Extraction d’ADN à partir de sang humain par trois méthodes différentes

Abstract

Le but de ce travail est d’isoler l’ADN à partir du sang humain. Nous avons procédé à l’extraction de ce dernier selon 3 méthodes : La méthode phénol/chloroforme, Salting out et les kits commercialisés. Pour cela, la collection du sang était réalisée dans des tubes EDTA (pour éviter la coagulation du sang). Pour réaliser l'extraction de l'ADN par la méthode phénol/chloroforme, les principales étapes étaient la lyse des globules rouges, lyse des globules blancs, l'extraction au phénol, l'extraction au chloroforme et précipitation de l'ADN. Pour la méthode salting out, les étapes sont les mêmes que celles de phénol/chloroforme (sans l’utilisation de phénol ou de chloroforme).
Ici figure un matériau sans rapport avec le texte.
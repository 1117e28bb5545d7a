//! Day/night classification from the sun's position.
//!
//! The capture loop only sees the [`SolarCalculator`] trait. The built-in
//! [`NoaaSolarCalculator`] uses the low-precision solar almanac formulas,
//! good to a small fraction of a degree, which is plenty for picking
//! exposure profiles.

use chrono::{DateTime, Utc};
use std::fmt;
use std::time::Duration;

use crate::profile::DayNight;

/// How far ahead to look for the next night.
pub const NIGHT_SEARCH_HORIZON: Duration = Duration::from_secs(48 * 3600);

/// Resolution of the search for the next night.
const NIGHT_SEARCH_STEP_SECS: i64 = 60;

/// Answers whether it is day or night, and how long until night.
pub trait SolarCalculator {
    fn classify(&mut self, at: DateTime<Utc>) -> DayNight;

    /// Time remaining until night starts; zero if it is already night,
    /// `None` if night does not begin within the search horizon.
    fn time_until_night(&mut self, at: DateTime<Utc>) -> Option<Duration>;
}

/// Which coordinate failed to parse.
#[derive(Debug, Clone, Copy, PartialEq, Eq)]
pub enum Axis {
    Latitude,
    Longitude,
}

impl fmt::Display for Axis {
    fn fmt(&self, f: &mut fmt::Formatter<'_>) -> fmt::Result {
        match self {
            Axis::Latitude => write!(f, "latitude"),
            Axis::Longitude => write!(f, "longitude"),
        }
    }
}

/// Errors that can occur when parsing an observer location.
#[derive(Debug, thiserror::Error, PartialEq)]
pub enum LocationError {
    #[error("Invalid {axis} '{value}'. Use decimal degrees like 60.7N or -135.05")]
    InvalidCoordinate { axis: Axis, value: String },

    #[error("{axis} {value} is out of range")]
    OutOfRange { axis: Axis, value: f64 },

    #[error("Invalid sun angle '{0}'")]
    InvalidAngle(String),
}

/// Observer position and the sun elevation that separates day from night.
#[derive(Debug, Clone, Copy, PartialEq)]
pub struct Location {
    /// Degrees, north positive
    pub latitude: f64,
    /// Degrees, east positive
    pub longitude: f64,
    /// Sun elevation below which it is night (0 sunset, -6 civil, -12 nautical, -18 astronomical)
    pub angle: f64,
}

impl Location {
    /// Parse configured coordinate strings.
    ///
    /// Accepts signed decimals (`-33.9`) or hemisphere suffixes (`60.7N`, `135.05W`).
    pub fn parse(latitude: &str, longitude: &str, angle: &str) -> Result<Self, LocationError> {
        let latitude = parse_coordinate(latitude, Axis::Latitude)?;
        let longitude = parse_coordinate(longitude, Axis::Longitude)?;
        let angle = angle
            .trim()
            .parse::<f64>()
            .map_err(|_| LocationError::InvalidAngle(angle.to_string()))?;
        Ok(Self {
            latitude,
            longitude,
            angle,
        })
    }
}

fn parse_coordinate(value: &str, axis: Axis) -> Result<f64, LocationError> {
    let invalid = || LocationError::InvalidCoordinate {
        axis,
        value: value.to_string(),
    };
    let trimmed = value.trim();
    let last = trimmed.chars().last().ok_or_else(invalid)?;

    let (number, sign) = match (axis, last.to_ascii_uppercase()) {
        (Axis::Latitude, 'N') | (Axis::Longitude, 'E') => (&trimmed[..trimmed.len() - 1], 1.0),
        (Axis::Latitude, 'S') | (Axis::Longitude, 'W') => (&trimmed[..trimmed.len() - 1], -1.0),
        (_, c) if c.is_ascii_digit() || c == '.' => (trimmed, 1.0),
        _ => return Err(invalid()),
    };

    let degrees = number.trim().parse::<f64>().map_err(|_| invalid())? * sign;
    let limit = match axis {
        Axis::Latitude => 90.0,
        Axis::Longitude => 180.0,
    };
    if !degrees.is_finite() || degrees.abs() > limit {
        return Err(LocationError::OutOfRange {
            axis,
            value: degrees,
        });
    }
    Ok(degrees)
}

/// Sun elevation above the horizon, in degrees, for a location and instant.
pub fn solar_elevation_deg(latitude: f64, longitude: f64, at: DateTime<Utc>) -> f64 {
    let unix = at.timestamp() as f64 + at.timestamp_subsec_millis() as f64 / 1000.0;
    // Days since J2000.0
    let n = unix / 86_400.0 + 2_440_587.5 - 2_451_545.0;

    let mean_longitude = (280.460 + 0.985_647_4 * n).rem_euclid(360.0);
    let mean_anomaly = (357.528 + 0.985_600_3 * n).rem_euclid(360.0).to_radians();
    let ecliptic_longitude = (mean_longitude
        + 1.915 * mean_anomaly.sin()
        + 0.020 * (2.0 * mean_anomaly).sin())
    .to_radians();
    let obliquity = (23.439 - 0.000_000_4 * n).to_radians();

    let right_ascension = (obliquity.cos() * ecliptic_longitude.sin())
        .atan2(ecliptic_longitude.cos())
        .to_degrees();
    let declination = (obliquity.sin() * ecliptic_longitude.sin()).asin();

    let gmst_hours = (18.697_374_558 + 24.065_709_824_419_08 * n).rem_euclid(24.0);
    let hour_angle = (gmst_hours * 15.0 + longitude - right_ascension).to_radians();

    let lat = latitude.to_radians();
    let sin_elevation =
        lat.sin() * declination.sin() + lat.cos() * declination.cos() * hour_angle.cos();
    sin_elevation.clamp(-1.0, 1.0).asin().to_degrees()
}

/// Solar calculator for a fixed [`Location`].
#[derive(Debug, Clone, Copy)]
pub struct NoaaSolarCalculator {
    location: Location,
}

impl NoaaSolarCalculator {
    pub fn new(location: Location) -> Self {
        Self { location }
    }

    pub fn elevation(&self, at: DateTime<Utc>) -> f64 {
        solar_elevation_deg(self.location.latitude, self.location.longitude, at)
    }

    fn is_night(&self, at: DateTime<Utc>) -> bool {
        self.elevation(at) < self.location.angle
    }
}

impl SolarCalculator for NoaaSolarCalculator {
    fn classify(&mut self, at: DateTime<Utc>) -> DayNight {
        if self.is_night(at) {
            DayNight::Night
        } else {
            DayNight::Day
        }
    }

    fn time_until_night(&mut self, at: DateTime<Utc>) -> Option<Duration> {
        if self.is_night(at) {
            return Some(Duration::ZERO);
        }
        let steps = NIGHT_SEARCH_HORIZON.as_secs() as i64 / NIGHT_SEARCH_STEP_SECS;
        (1..=steps)
            .map(|i| i * NIGHT_SEARCH_STEP_SECS)
            .find(|secs| self.is_night(at + chrono::Duration::seconds(*secs)))
            .map(|secs| Duration::from_secs(secs as u64))
    }
}

#[cfg(test)]
mod tests {
    use super::*;
    use chrono::TimeZone;

    #[test]
    fn test_parse_hemisphere_suffixes() {
        let loc = Location::parse("60.7N", "135.05W", "-6").unwrap();
        assert!((loc.latitude - 60.7).abs() < 1e-9);
        assert!((loc.longitude + 135.05).abs() < 1e-9);
        assert_eq!(loc.angle, -6.0);
    }

    #[test]
    fn test_parse_signed_decimals() {
        let loc = Location::parse("-33.9", "18.4", "0").unwrap();
        assert!((loc.latitude + 33.9).abs() < 1e-9);
        assert!((loc.longitude - 18.4).abs() < 1e-9);
    }

    #[test]
    fn test_parse_south_and_east() {
        let loc = Location::parse("33.9s", "18.4e", "-12").unwrap();
        assert!(loc.latitude < 0.0);
        assert!(loc.longitude > 0.0);
    }

    #[test]
    fn test_parse_rejects_garbage() {
        assert!(matches!(
            Location::parse("north", "0", "0"),
            Err(LocationError::InvalidCoordinate {
                axis: Axis::Latitude,
                ..
            })
        ));
        assert!(matches!(
            Location::parse("10N", "10N", "0"),
            Err(LocationError::InvalidCoordinate {
                axis: Axis::Longitude,
                ..
            })
        ));
        assert!(matches!(
            Location::parse("95N", "0", "0"),
            Err(LocationError::OutOfRange { .. })
        ));
        assert!(matches!(
            Location::parse("0", "0", "dusk"),
            Err(LocationError::InvalidAngle(_))
        ));
    }

    #[test]
    fn test_equator_noon_and_midnight() {
        // Near the equinox at longitude 0 the sun culminates close to 12:00 UTC.
        let noon = Utc.with_ymd_and_hms(2024, 3, 20, 12, 0, 0).unwrap();
        let midnight = Utc.with_ymd_and_hms(2024, 3, 20, 0, 0, 0).unwrap();
        assert!(solar_elevation_deg(0.0, 0.0, noon) > 80.0);
        assert!(solar_elevation_deg(0.0, 0.0, midnight) < -80.0);
    }

    #[test]
    fn test_classify_day_and_night() {
        let mut calc = NoaaSolarCalculator::new(Location::parse("0", "0", "-6").unwrap());
        let noon = Utc.with_ymd_and_hms(2024, 3, 20, 12, 0, 0).unwrap();
        let midnight = Utc.with_ymd_and_hms(2024, 3, 20, 0, 0, 0).unwrap();
        assert_eq!(calc.classify(noon), DayNight::Day);
        assert_eq!(calc.classify(midnight), DayNight::Night);
    }

    #[test]
    fn test_time_until_night_from_noon() {
        let mut calc = NoaaSolarCalculator::new(Location::parse("0", "0", "-6").unwrap());
        let noon = Utc.with_ymd_and_hms(2024, 3, 20, 12, 0, 0).unwrap();
        let wait = calc.time_until_night(noon).unwrap();
        // Civil dusk at the equator is a bit more than six hours after noon.
        assert!(wait > Duration::from_secs(6 * 3600));
        assert!(wait < Duration::from_secs(7 * 3600));
    }

    #[test]
    fn test_time_until_night_is_zero_at_night() {
        let mut calc = NoaaSolarCalculator::new(Location::parse("0", "0", "-6").unwrap());
        let midnight = Utc.with_ymd_and_hms(2024, 3, 20, 0, 0, 0).unwrap();
        assert_eq!(calc.time_until_night(midnight), Some(Duration::ZERO));
    }

    #[test]
    fn test_polar_day_has_no_night() {
        let mut calc = NoaaSolarCalculator::new(Location::parse("78N", "15E", "-6").unwrap());
        let midsummer = Utc.with_ymd_and_hms(2024, 6, 21, 12, 0, 0).unwrap();
        assert_eq!(calc.time_until_night(midsummer), None);
    }
}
L’utilisation du kit QIAamp DSP DNA Blood Min ne nécessite pas la séparation des leucocytes au préalable. Les procédures n’impliquent pas d’extraction au phénol/chloroforme ni de précipitation par l’éthanol. Aussi, la préparation des échantillons à l'aide du QIAcube suit les mêmes étapes que la procédure manuelle (c'est-à-dire lyser, lier, laver et éluer). Les méthodes d’extraction d’ADN doivent être validées afin de générer un ADN pur de bonne qualité et de quantité suffisante pour établir un profil génétique interprétable. À la fin, deux critères ont été évalués, la quantité d’ADN et le degré de son pureté.